WICHITA, Kan. (KWCH) – This month brought two major economic development project announcements to Kansas, involving billions of dollars and thousands of jobs.
Integra Technologies is Examining Semiconductor Plant in Wichita, Investing Approximately $1.8 Billion. Monday brought the announcement that EMP Shield plans to build a $1.9 billion computer chip manufacturing facility in Burlington. Funding from the CHIPS Act is essential for both projects, company and government officials say.
Last August, President Joe Biden signed the CHIPS and Science Act into law. The legislation is intended to stimulate the production of semiconductor chips, as the United States accounts for 10% of global production.

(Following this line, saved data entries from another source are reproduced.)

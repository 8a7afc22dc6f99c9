//! Payment intent entity and its lifecycle.

use super::split::PaymentSplit;
use super::UnknownVariant;
use chrono::{DateTime, Utc};
use serde::{Deserialize, Serialize};
use std::fmt;
use std::str::FromStr;
use utoipa::ToSchema;
use uuid::Uuid;

#[derive(Debug, Clone, Copy, PartialEq, Eq, Hash, Serialize, Deserialize, ToSchema)]
#[serde(rename_all = "snake_case")]
pub enum PaymentStatus {
    Created,
    AwaitingGateway,
    Processing,
    Paid,
    Failed,
    Canceled,
    Refunded,
}

impl PaymentStatus {
    pub fn as_str(&self) -> &'static str {
        match self {
            Self::Created => "created",
            Self::AwaitingGateway => "awaiting_gateway",
            Self::Processing => "processing",
            Self::Paid => "paid",
            Self::Failed => "failed",
            Self::Canceled => "canceled",
            Self::Refunded => "refunded",
        }
    }

    /// Paid counts as terminal: the only way out of it is an explicit refund.
    pub fn is_terminal(&self) -> bool {
        matches!(
            self,
            Self::Paid | Self::Failed | Self::Canceled | Self::Refunded
        )
    }

    pub fn can_transition_to(&self, next: PaymentStatus) -> bool {
        use PaymentStatus::*;
        matches!(
            (self, next),
            (Created, AwaitingGateway)
                | (AwaitingGateway, Processing)
                | (Created | AwaitingGateway | Processing, Paid)
                | (Created | AwaitingGateway | Processing, Failed)
                | (Created | AwaitingGateway | Processing, Canceled)
                | (Paid, Refunded)
        )
    }
}

impl fmt::Display for PaymentStatus {
    fn fmt(&self, f: &mut fmt::Formatter<'_>) -> fmt::Result {
        f.write_str(self.as_str())
    }
}

impl FromStr for PaymentStatus {
    type Err = UnknownVariant;

    fn from_str(s: &str) -> Result<Self, Self::Err> {
        match s {
            "created" => Ok(Self::Created),
            "awaiting_gateway" => Ok(Self::AwaitingGateway),
            "processing" => Ok(Self::Processing),
            "paid" => Ok(Self::Paid),
            "failed" => Ok(Self::Failed),
            "canceled" => Ok(Self::Canceled),
            "refunded" => Ok(Self::Refunded),
            other => Err(UnknownVariant::new("payment status", other)),
        }
    }
}

#[derive(Debug, Clone, Copy, PartialEq, Eq, Hash, Serialize, Deserialize, ToSchema)]
#[serde(rename_all = "snake_case")]
pub enum PaymentPurpose {
    WalletDeposit,
    CampaignPublicationFee,
}

impl PaymentPurpose {
    pub fn as_str(&self) -> &'static str {
        match self {
            Self::WalletDeposit => "wallet_deposit",
            Self::CampaignPublicationFee => "campaign_publication_fee",
        }
    }
}

impl FromStr for PaymentPurpose {
    type Err = UnknownVariant;

    fn from_str(s: &str) -> Result<Self, Self::Err> {
        match s {
            "wallet_deposit" => Ok(Self::WalletDeposit),
            "campaign_publication_fee" => Ok(Self::CampaignPublicationFee),
            other => Err(UnknownVariant::new("payment purpose", other)),
        }
    }
}

#[derive(Debug, Clone, Copy, PartialEq, Eq, Hash, Serialize, Deserialize, ToSchema)]
#[serde(rename_all = "snake_case")]
pub enum PaymentMethod {
    Pix,
    Card,
    WalletOnly,
}

impl PaymentMethod {
    pub fn as_str(&self) -> &'static str {
        match self {
            Self::Pix => "pix",
            Self::Card => "card",
            Self::WalletOnly => "wallet_only",
        }
    }

    /// The gateway that settles this method, if any.
    pub fn gateway(&self) -> Option<GatewayKind> {
        match self {
            Self::Pix => Some(GatewayKind::Pix),
            Self::Card => Some(GatewayKind::Card),
            Self::WalletOnly => None,
        }
    }
}

impl FromStr for PaymentMethod {
    type Err = UnknownVariant;

    fn from_str(s: &str) -> Result<Self, Self::Err> {
        match s {
            "pix" => Ok(Self::Pix),
            "card" => Ok(Self::Card),
            "wallet_only" | "wallet" => Ok(Self::WalletOnly),
            other => Err(UnknownVariant::new("payment method", other)),
        }
    }
}

impl From<GatewayKind> for PaymentMethod {
    fn from(kind: GatewayKind) -> Self {
        match kind {
            GatewayKind::Pix => Self::Pix,
            GatewayKind::Card => Self::Card,
        }
    }
}

/// External payment rails. Wallet-only payments never reach a gateway.
#[derive(Debug, Clone, Copy, PartialEq, Eq, Hash, Serialize, Deserialize, ToSchema)]
#[serde(rename_all = "snake_case")]
pub enum GatewayKind {
    Pix,
    Card,
}

impl GatewayKind {
    pub fn as_str(&self) -> &'static str {
        match self {
            Self::Pix => "pix",
            Self::Card => "card",
        }
    }
}

impl fmt::Display for GatewayKind {
    fn fmt(&self, f: &mut fmt::Formatter<'_>) -> fmt::Result {
        f.write_str(self.as_str())
    }
}

impl FromStr for GatewayKind {
    type Err = UnknownVariant;

    fn from_str(s: &str) -> Result<Self, Self::Err> {
        match s {
            "pix" => Ok(Self::Pix),
            "card" => Ok(Self::Card),
            other => Err(UnknownVariant::new("gateway", other)),
        }
    }
}

#[derive(Debug, Clone, Copy, PartialEq, Eq, thiserror::Error)]
#[error("invalid payment transition from {from} to {to}")]
pub struct InvalidTransition {
    pub from: PaymentStatus,
    pub to: PaymentStatus,
}

#[derive(Debug, Clone, PartialEq, Eq, Serialize, Deserialize, ToSchema)]
pub struct PaymentIntent {
    pub id: Uuid,
    pub owner_id: String,
    pub purpose: PaymentPurpose,
    /// Campaign id for publication fees, `None` for deposits.
    pub subject_id: Option<String>,
    pub currency: String,
    pub requested_amount_cents: i64,
    pub wallet_applied_cents: i64,
    pub gateway_amount_cents: i64,
    pub method: PaymentMethod,
    pub status: PaymentStatus,
    pub gateway_reference: Option<String>,
    /// PIX copy-paste payload shown to the payer.
    pub qr_payload: Option<String>,
    pub expires_at: Option<DateTime<Utc>>,
    pub failure_reason: Option<String>,
    pub created_at: DateTime<Utc>,
    pub updated_at: DateTime<Utc>,
    pub resolved_at: Option<DateTime<Utc>>,
    /// Set once every side effect of the current terminal status has been applied.
    pub settled_at: Option<DateTime<Utc>>,
    /// Failed attempts at applying the side effects of the current status.
    pub settle_attempts: i32,
    /// Earliest time the sweep retries the side effects. `None` after a failure
    /// means the intent is parked until an operator retries it.
    pub next_settle_at: Option<DateTime<Utc>>,
    pub settle_error: Option<String>,
}

impl PaymentIntent {
    /// Builds a fresh intent from a computed split. The split guarantees
    /// `wallet_applied + gateway_amount == requested`.
    pub fn new(
        owner_id: &str,
        purpose: PaymentPurpose,
        subject_id: Option<String>,
        currency: &str,
        split: &PaymentSplit,
    ) -> Self {
        let now = Utc::now();
        Self {
            id: Uuid::new_v4(),
            owner_id: owner_id.to_string(),
            purpose,
            subject_id,
            currency: currency.to_string(),
            requested_amount_cents: split.requested_amount_cents,
            wallet_applied_cents: split.wallet_applied_cents,
            gateway_amount_cents: split.gateway_amount_cents,
            method: split.method,
            status: PaymentStatus::Created,
            gateway_reference: None,
            qr_payload: None,
            expires_at: None,
            failure_reason: None,
            created_at: now,
            updated_at: now,
            resolved_at: None,
            settled_at: None,
            settle_attempts: 0,
            next_settle_at: None,
            settle_error: None,
        }
    }

    pub fn is_paid(&self) -> bool {
        self.status == PaymentStatus::Paid
    }

    /// Side effects failed for good and wait for an operator.
    pub fn is_settlement_parked(&self) -> bool {
        self.settled_at.is_none() && self.settle_attempts > 0 && self.next_settle_at.is_none()
    }

    /// Whether the side effects of a terminal status should be (re)applied at `now`.
    pub fn settlement_due(&self, now: DateTime<Utc>) -> bool {
        self.status.is_terminal()
            && self.settled_at.is_none()
            && (self.settle_attempts == 0
                || self.next_settle_at.map(|at| at <= now).unwrap_or(false))
    }

    pub fn is_expired(&self, now: DateTime<Utc>) -> bool {
        !self.status.is_terminal() && self.expires_at.map(|at| at <= now).unwrap_or(false)
    }

    /// Moves the intent to `next`, refusing anything the lifecycle does not allow.
    pub fn transition(
        &mut self,
        next: PaymentStatus,
        now: DateTime<Utc>,
    ) -> Result<(), InvalidTransition> {
        if !self.status.can_transition_to(next) {
            return Err(InvalidTransition {
                from: self.status,
                to: next,
            });
        }

        self.status = next;
        self.updated_at = now;
        self.settled_at = None;
        self.settle_attempts = 0;
        self.next_settle_at = None;
        self.settle_error = None;
        if matches!(
            next,
            PaymentStatus::Paid | PaymentStatus::Failed | PaymentStatus::Canceled
        ) && self.resolved_at.is_none()
        {
            self.resolved_at = Some(now);
        }
        Ok(())
    }

    pub fn fail(&mut self, reason: &str, now: DateTime<Utc>) -> Result<(), InvalidTransition> {
        self.transition(PaymentStatus::Failed, now)?;
        self.failure_reason = Some(reason.to_string());
        Ok(())
    }
}

#[cfg(test)]
mod tests {
    use super::*;
    use crate::domain::split::{compute_split, SplitRequest};

    fn intent(requested: i64) -> PaymentIntent {
        let split = compute_split(&SplitRequest {
            requested_amount_cents: requested,
            available_balance_cents: 0,
            use_wallet: false,
            wallet_cap_cents: None,
            method: PaymentMethod::Pix,
        });
        PaymentIntent::new(
            "owner-1",
            PaymentPurpose::CampaignPublicationFee,
            Some("42".to_string()),
            "BRL",
            &split,
        )
    }

    #[test]
    fn test_happy_path_transitions() {
        let mut i = intent(1500);
        let now = Utc::now();

        i.transition(PaymentStatus::AwaitingGateway, now).unwrap();
        i.transition(PaymentStatus::Processing, now).unwrap();
        i.transition(PaymentStatus::Paid, now).unwrap();

        assert!(i.is_paid());
        assert_eq!(i.resolved_at, Some(now));
    }

    #[test]
    fn test_settlement_due_follows_backoff_and_parking() {
        let mut i = intent(1500);
        let now = Utc::now();
        assert!(!i.settlement_due(now));

        i.transition(PaymentStatus::Paid, now).unwrap();
        assert!(i.settlement_due(now));

        i.settle_attempts = 1;
        i.next_settle_at = Some(now + chrono::Duration::seconds(30));
        assert!(!i.settlement_due(now));
        assert!(i.settlement_due(now + chrono::Duration::seconds(30)));
        assert!(!i.is_settlement_parked());

        i.next_settle_at = None;
        assert!(i.is_settlement_parked());
        assert!(!i.settlement_due(now + chrono::Duration::days(1)));

        i.transition(PaymentStatus::Refunded, now).unwrap();
        assert_eq!(i.settle_attempts, 0);
        assert!(i.settlement_due(now));
    }

    #[test]
    fn test_failed_cannot_become_paid() {
        let mut i = intent(1500);
        i.fail("declined", Utc::now()).unwrap();

        let err = i.transition(PaymentStatus::Paid, Utc::now()).unwrap_err();
        assert_eq!(err.from, PaymentStatus::Failed);
        assert_eq!(err.to, PaymentStatus::Paid);
        assert_eq!(i.status, PaymentStatus::Failed);
    }

    #[test]
    fn test_paid_only_allows_refund() {
        let all = [
            PaymentStatus::Created,
            PaymentStatus::AwaitingGateway,
            PaymentStatus::Processing,
            PaymentStatus::Paid,
            PaymentStatus::Failed,
            PaymentStatus::Canceled,
            PaymentStatus::Refunded,
        ];
        for next in all {
            assert_eq!(
                PaymentStatus::Paid.can_transition_to(next),
                next == PaymentStatus::Refunded
            );
        }
    }

    #[test]
    fn test_other_terminal_states_are_final() {
        for terminal in [
            PaymentStatus::Failed,
            PaymentStatus::Canceled,
            PaymentStatus::Refunded,
        ] {
            assert!(terminal.is_terminal());
            for next in [
                PaymentStatus::Created,
                PaymentStatus::AwaitingGateway,
                PaymentStatus::Processing,
                PaymentStatus::Paid,
                PaymentStatus::Failed,
                PaymentStatus::Canceled,
                PaymentStatus::Refunded,
            ] {
                assert!(!terminal.can_transition_to(next));
            }
        }
    }

    #[test]
    fn test_processing_requires_awaiting_gateway() {
        assert!(!PaymentStatus::Created.can_transition_to(PaymentStatus::Processing));
        assert!(PaymentStatus::AwaitingGateway.can_transition_to(PaymentStatus::Processing));
    }

    #[test]
    fn test_refund_keeps_original_resolution_time() {
        let mut i = intent(100);
        let paid_at = Utc::now();
        i.transition(PaymentStatus::Paid, paid_at).unwrap();
        i.transition(PaymentStatus::Refunded, paid_at + chrono::Duration::hours(1))
            .unwrap();

        assert_eq!(i.resolved_at, Some(paid_at));
        assert_eq!(i.status, PaymentStatus::Refunded);
    }

    #[test]
    fn test_expiry_only_for_open_intents() {
        let mut i = intent(100);
        let now = Utc::now();
        i.expires_at = Some(now - chrono::Duration::seconds(1));
        assert!(i.is_expired(now));

        i.transition(PaymentStatus::Paid, now).unwrap();
        assert!(!i.is_expired(now));
    }

    #[test]
    fn test_status_parse() {
        assert_eq!(
            "awaiting_gateway".parse::<PaymentStatus>().unwrap(),
            PaymentStatus::AwaitingGateway
        );
        assert!("settled".parse::<PaymentStatus>().is_err());
        assert_eq!(
            "wallet".parse::<PaymentMethod>().unwrap(),
            PaymentMethod::WalletOnly
        );
    }
}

“[CHIPS Act] is in a great position to reverse this rather worrying decline in our manufacturing capacity around the world. The big difference is that governments around the world have been incentivizing chip production on their shores for decades. Our federal government didn’t do that, and as a result, we fell behind,” said John Neuffer, president and CEO of the Semiconductors Industry Association.
Neuffer said that once the CHIPS Act passed, “we’ve seen a significant outflow of commitments from our industry.”
Neuffer said that 40 projects have been announced nationwide through funding from the CHIPS act, equivalent to an investment of over 200 billion dollars. These projects include what is planned for Integra in Wichita and EMP Shield in Burlington.
While the application process hasn’t been announced, when he presented his company’s $1.8 billion plan on Feb. 2, Integra CEO and chairman Brett Robinson explained some of what’s needed.
“You need a package of state and local incentives to apply for CHIPS Act funding,” Robinson said.
The CHIPS Act will provide approximately $200 billion over the next decade.
“In our industry, fabs cost a lot of money. A fabulous high-end, from ten to 20 billion dollars
This includes $52 billion in subsidies for manufacturers and workforce development.
“Getting the right workforce is going to be a critical variable in calculating success here. The good news is that many, many parts of the CHIPS Act have workforce development requirements built into them. They are integrated into grants. All beneficiaries will have to force the programs,” Neuffer. “There is also $200 million set aside for the National Science Foundation to help build state and local workforce programs. This is a critical piece. , but if you don’t have the manpower to handle them, you won’t get an effective result.
About $24 billion is in tax credits for new facilities. There’s also tens of billions of dollars for research and development.
“My guess is that companies will compete pretty fiercely for money. It’s not just about cutting-edge chips, cutting-edge chips or memory chips. There will be what we call more mature node chips, many of the chips that go into cars, refrigerators or toasters,” Neuffer explained of the planned projects.
He said the shortage of chips during the pandemic showed their importance. Although this has largely been fixedsaid the CHIPS Act looks to the future.
“Put it together with the medium to long-term perspective in mind. It only takes two or three years to get these FABs (semiconductor fabrication plants) up and running,” Neuffer said.
Kansas projects also partner with local colleges and universities to train workers. Federal funds through the CHIPS Act would launch those courses.
Integra Technologies was also approved for $300 million from state APEX grants. If Integra does not obtain federal CHIPS Act funding by October 1, the state may withdraw the offer.